══ Records for processing
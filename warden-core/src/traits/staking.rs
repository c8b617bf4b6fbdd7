use std::fmt::Debug;

use async_trait::async_trait;
use auto_impl::auto_impl;

use crate::{ChainResult, SigningInfo, ValidatorDescriptor};

/// Read access to the staking and slashing modules.
#[async_trait]
#[auto_impl(&, Box, Arc)]
pub trait StakingProvider: Send + Sync + Debug {
    /// Every validator signing info, following pagination to the end.
    async fn signing_infos(&self) -> ChainResult<Vec<SigningInfo>>;

    /// Every validator known to the staking module, following pagination to the end.
    async fn validators(&self) -> ChainResult<Vec<ValidatorDescriptor>>;
}
use reqwest::StatusCode;

/// Errors raised while talking to an HTTP JSON API
#[derive(Debug, thiserror::Error)]
pub enum HttpError {
    /// Connection, timeout or body read failure
    #[error(transparent)]
    Request(#[from] reqwest::Error),
    /// The server answered with a non 2xx status
    #[error("{url} responded {status}: {body}")]
    Status {
        /// Requested url
        url: String,
        /// Response status
        status: StatusCode,
        /// Start of the response body
        body: String,
    },
    /// The body was not the JSON shape we expected
    #[error("cannot decode response from {url}: {source}")]
    Decode {
        /// Requested url
        url: String,
        /// Decoder error
        source: serde_json::Error,
    },
    /// A JSON-RPC error object came back
    #[error("json-rpc error {code}: {message}")]
    Rpc {
        /// Error code
        code: i64,
        /// Error message
        message: String,
    },
    /// A JSON-RPC response carried neither result nor error
    #[error("json-rpc response without result")]
    EmptyRpcResponse,
    /// The base url or a path could not be parsed
    #[error(transparent)]
    Url(#[from] url::ParseError),
    /// A header name or value is not valid
    #[error("invalid header: {0}")]
    InvalidHeader(String),
}
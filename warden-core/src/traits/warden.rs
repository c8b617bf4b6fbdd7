use std::fmt::Debug;

use async_trait::async_trait;
use auto_impl::auto_impl;

use crate::{ChainResult, KeyCounts, Keychain};

/// Read access to the Warden custom modules.
#[async_trait]
#[auto_impl(&, Box, Arc)]
pub trait WardenProvider: Send + Sync + Debug {
    /// Number of spaces
    async fn spaces_total(&self) -> ChainResult<u64>;

    /// Keys grouped by type, walking every page
    async fn key_counts(&self) -> ChainResult<KeyCounts>;

    /// Number of keychains
    async fn keychains_total(&self) -> ChainResult<u64>;

    /// A single keychain
    async fn keychain(&self, id: u64) -> ChainResult<Keychain>;

    /// Number of key requests addressed to a keychain
    async fn key_requests_total(&self, keychain_id: u64) -> ChainResult<u64>;

    /// Number of signature requests addressed to a keychain
    async fn sign_requests_total(&self, keychain_id: u64) -> ChainResult<u64>;

    /// Number of intents in the legacy intent module
    async fn intents_total(&self) -> ChainResult<u64>;

    /// Number of actions in the act module
    async fn actions_total(&self) -> ChainResult<u64>;

    /// Number of rules in the act module
    async fn rules_total(&self) -> ChainResult<u64>;
}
════
* _Required action_
Lines from the start of the material above through the line containing "Warden custom modules." are to be duplicated exactly, and only those.

* _Solution to this task_
filename warden-core/src/traits/staking.rs
repository c8b617bf4b6fbdd7
use std::fmt::Debug;

use async_trait::async_trait;
use auto_impl::auto_impl;

use crate::{ChainResult, SigningInfo, ValidatorDescriptor};

/// Read access to the staking and slashing modules.
#[async_trait]
#[auto_impl(&, Box, Arc)]
pub trait StakingProvider: Send + Sync + Debug {
    /// Every validator signing info, following pagination to the end.
    async fn signing_infos(&self) -> ChainResult<Vec<SigningInfo>>;

    /// Every validator known to the staking module, following pagination to the end.
    async fn validators(&self) -> ChainResult<Vec<ValidatorDescriptor>>;
}
use reqwest::StatusCode;

/// Errors raised while talking to an HTTP JSON API
#[derive(Debug, thiserror::Error)]
pub enum HttpError {
    /// Connection, timeout or body read failure
    #[error(transparent)]
    Request(#[from] reqwest::Error),
    /// The server answered with a non 2xx status
    #[error("{url} responded {status}: {body}")]
    Status {
        /// Requested url
        url: String,
        /// Response status
        status: StatusCode,
        /// Start of the response body
        body: String,
    },
    /// The body was not the JSON shape we expected
    #[error("cannot decode response from {url}: {source}")]
    Decode {
        /// Requested url
        url: String,
        /// Decoder error
        source: serde_json::Error,
    },
    /// A JSON-RPC error object came back
    #[error("json-rpc error {code}: {message}")]
    Rpc {
        /// Error code
        code: i64,
        /// Error message
        message: String,
    },
    /// A JSON-RPC response carried neither result nor error
    #[error("json-rpc response without result")]
    EmptyRpcResponse,
    /// The base url or a path could not be parsed
    #[error(transparent)]
    Url(#[from] url::ParseError),
    /// A header name or value is not valid
    #[error("invalid header: {0}")]
    InvalidHeader(String),
}
filename warden-core/src/traits/warden.rs
repository c8b617bf4b6fbdd7
use std::fmt::Debug;

use async_trait::async_trait;
use auto_impl::auto_impl;

use crate::{ChainResult, KeyCounts, Keychain};

/// Read access to the Warden custom modules.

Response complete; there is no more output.